## WHAT THIS TASK INVOLVES:
Quote, with no changes, the lines that run from the top of the material to the line with "Resolving a name", both included.

*** DATASET EXTRACT Section Begins ***

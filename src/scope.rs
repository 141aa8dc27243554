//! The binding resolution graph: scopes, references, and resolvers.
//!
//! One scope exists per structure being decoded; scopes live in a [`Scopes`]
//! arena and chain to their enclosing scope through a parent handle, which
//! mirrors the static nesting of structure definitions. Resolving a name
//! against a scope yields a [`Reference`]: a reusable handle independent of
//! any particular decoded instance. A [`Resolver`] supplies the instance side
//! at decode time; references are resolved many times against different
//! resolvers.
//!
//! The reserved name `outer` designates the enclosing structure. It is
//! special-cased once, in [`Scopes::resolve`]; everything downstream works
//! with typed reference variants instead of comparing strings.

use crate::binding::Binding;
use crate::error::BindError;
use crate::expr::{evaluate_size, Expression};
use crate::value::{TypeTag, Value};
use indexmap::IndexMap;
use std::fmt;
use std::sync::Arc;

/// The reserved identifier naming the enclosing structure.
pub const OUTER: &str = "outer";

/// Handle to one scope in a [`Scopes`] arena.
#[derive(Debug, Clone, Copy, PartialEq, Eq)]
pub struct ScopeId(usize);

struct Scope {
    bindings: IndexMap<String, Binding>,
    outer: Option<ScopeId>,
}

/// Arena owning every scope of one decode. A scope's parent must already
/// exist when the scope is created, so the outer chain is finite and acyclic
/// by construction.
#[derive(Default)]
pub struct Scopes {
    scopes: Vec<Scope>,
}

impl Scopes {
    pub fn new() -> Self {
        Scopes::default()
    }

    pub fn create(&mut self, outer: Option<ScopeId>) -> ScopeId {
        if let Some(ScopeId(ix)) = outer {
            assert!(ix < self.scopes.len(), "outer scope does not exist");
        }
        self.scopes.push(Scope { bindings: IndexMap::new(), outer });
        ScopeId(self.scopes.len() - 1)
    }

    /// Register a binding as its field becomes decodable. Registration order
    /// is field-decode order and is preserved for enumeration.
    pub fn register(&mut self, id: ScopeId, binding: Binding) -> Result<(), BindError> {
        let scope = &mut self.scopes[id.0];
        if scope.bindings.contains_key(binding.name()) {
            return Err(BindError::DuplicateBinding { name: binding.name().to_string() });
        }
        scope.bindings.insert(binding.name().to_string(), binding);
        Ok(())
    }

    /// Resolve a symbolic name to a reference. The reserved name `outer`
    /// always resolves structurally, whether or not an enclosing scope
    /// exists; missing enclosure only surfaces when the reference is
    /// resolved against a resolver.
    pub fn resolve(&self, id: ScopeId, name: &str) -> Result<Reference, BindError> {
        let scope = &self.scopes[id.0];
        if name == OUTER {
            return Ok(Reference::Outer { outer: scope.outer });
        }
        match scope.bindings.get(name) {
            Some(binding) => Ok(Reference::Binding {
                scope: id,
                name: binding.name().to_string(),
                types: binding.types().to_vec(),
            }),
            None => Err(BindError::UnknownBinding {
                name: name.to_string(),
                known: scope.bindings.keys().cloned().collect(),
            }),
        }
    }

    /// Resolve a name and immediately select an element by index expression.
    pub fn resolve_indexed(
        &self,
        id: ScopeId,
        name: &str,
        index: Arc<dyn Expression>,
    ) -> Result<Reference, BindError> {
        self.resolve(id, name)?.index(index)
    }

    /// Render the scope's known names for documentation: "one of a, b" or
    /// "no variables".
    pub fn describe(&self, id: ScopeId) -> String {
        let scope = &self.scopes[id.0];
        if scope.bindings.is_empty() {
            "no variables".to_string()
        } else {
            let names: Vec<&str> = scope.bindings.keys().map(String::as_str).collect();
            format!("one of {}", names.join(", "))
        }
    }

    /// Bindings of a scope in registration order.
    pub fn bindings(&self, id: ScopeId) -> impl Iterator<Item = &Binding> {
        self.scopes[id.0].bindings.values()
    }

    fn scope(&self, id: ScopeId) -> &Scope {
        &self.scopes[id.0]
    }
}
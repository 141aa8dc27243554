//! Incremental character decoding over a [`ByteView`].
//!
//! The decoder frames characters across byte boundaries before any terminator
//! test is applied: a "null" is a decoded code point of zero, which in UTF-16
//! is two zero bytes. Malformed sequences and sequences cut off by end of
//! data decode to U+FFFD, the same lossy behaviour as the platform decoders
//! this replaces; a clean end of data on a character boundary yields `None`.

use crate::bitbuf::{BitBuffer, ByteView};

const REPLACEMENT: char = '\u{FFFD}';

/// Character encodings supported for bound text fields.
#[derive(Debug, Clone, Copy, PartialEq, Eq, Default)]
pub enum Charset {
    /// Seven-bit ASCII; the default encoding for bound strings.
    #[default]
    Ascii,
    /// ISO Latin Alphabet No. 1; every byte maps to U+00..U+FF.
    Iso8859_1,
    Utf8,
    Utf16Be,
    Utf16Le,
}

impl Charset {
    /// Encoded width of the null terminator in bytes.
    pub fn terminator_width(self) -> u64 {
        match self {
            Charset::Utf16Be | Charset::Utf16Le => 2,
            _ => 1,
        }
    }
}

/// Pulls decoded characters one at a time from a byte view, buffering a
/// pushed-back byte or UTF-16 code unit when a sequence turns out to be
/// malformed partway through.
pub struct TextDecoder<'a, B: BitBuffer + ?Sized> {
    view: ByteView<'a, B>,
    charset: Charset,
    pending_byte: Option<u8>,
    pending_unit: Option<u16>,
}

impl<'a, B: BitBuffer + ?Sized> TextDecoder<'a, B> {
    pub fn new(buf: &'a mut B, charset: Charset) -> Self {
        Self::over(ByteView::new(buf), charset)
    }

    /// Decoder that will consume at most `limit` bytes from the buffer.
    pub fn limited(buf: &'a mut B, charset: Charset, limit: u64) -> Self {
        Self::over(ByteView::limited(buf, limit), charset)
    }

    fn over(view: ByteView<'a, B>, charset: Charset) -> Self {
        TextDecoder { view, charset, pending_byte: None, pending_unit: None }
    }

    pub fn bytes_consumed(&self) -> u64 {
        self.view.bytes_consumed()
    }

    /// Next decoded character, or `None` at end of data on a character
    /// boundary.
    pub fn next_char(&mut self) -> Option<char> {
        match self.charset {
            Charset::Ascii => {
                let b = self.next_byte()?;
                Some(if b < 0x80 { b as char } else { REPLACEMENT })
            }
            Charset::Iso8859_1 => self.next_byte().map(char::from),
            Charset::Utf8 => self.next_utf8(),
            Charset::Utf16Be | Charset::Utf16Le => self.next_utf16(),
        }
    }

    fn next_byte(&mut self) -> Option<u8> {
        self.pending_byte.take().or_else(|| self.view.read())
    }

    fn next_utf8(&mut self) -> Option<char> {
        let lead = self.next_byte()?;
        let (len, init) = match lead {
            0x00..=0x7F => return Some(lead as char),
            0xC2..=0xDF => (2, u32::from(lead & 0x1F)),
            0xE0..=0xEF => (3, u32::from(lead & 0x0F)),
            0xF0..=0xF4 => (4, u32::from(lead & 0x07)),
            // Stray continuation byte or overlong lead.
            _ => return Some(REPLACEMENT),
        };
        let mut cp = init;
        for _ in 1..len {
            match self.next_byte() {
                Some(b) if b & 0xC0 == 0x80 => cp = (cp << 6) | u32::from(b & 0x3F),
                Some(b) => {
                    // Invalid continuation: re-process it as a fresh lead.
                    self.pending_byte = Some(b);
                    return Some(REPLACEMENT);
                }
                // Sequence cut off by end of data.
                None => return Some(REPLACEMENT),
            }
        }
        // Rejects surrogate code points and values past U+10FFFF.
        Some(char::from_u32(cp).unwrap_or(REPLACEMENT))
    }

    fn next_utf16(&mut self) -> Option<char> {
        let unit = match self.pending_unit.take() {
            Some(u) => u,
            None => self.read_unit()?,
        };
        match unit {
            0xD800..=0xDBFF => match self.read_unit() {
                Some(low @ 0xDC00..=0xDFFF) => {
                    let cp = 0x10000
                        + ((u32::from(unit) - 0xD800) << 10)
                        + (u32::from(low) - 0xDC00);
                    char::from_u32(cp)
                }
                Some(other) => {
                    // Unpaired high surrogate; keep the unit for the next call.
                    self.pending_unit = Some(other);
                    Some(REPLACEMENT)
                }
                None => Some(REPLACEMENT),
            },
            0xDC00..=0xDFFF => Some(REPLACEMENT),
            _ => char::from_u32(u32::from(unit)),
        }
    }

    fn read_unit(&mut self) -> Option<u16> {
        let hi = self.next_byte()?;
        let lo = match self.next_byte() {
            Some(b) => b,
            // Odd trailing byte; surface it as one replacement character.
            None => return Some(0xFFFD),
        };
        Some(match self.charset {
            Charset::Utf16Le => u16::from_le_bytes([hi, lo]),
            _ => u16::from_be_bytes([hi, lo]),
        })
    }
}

*** DATASET EXTRACT Section Ends ***

## RESPONSE:
filename src/scope.rs
repository 141aa8dc27243554
//! The binding resolution graph: scopes, references, and resolvers.
//!
//! One scope exists per structure being decoded; scopes live in a [`Scopes`]
//! arena and chain to their enclosing scope through a parent handle, which
//! mirrors the static nesting of structure definitions. Resolving a name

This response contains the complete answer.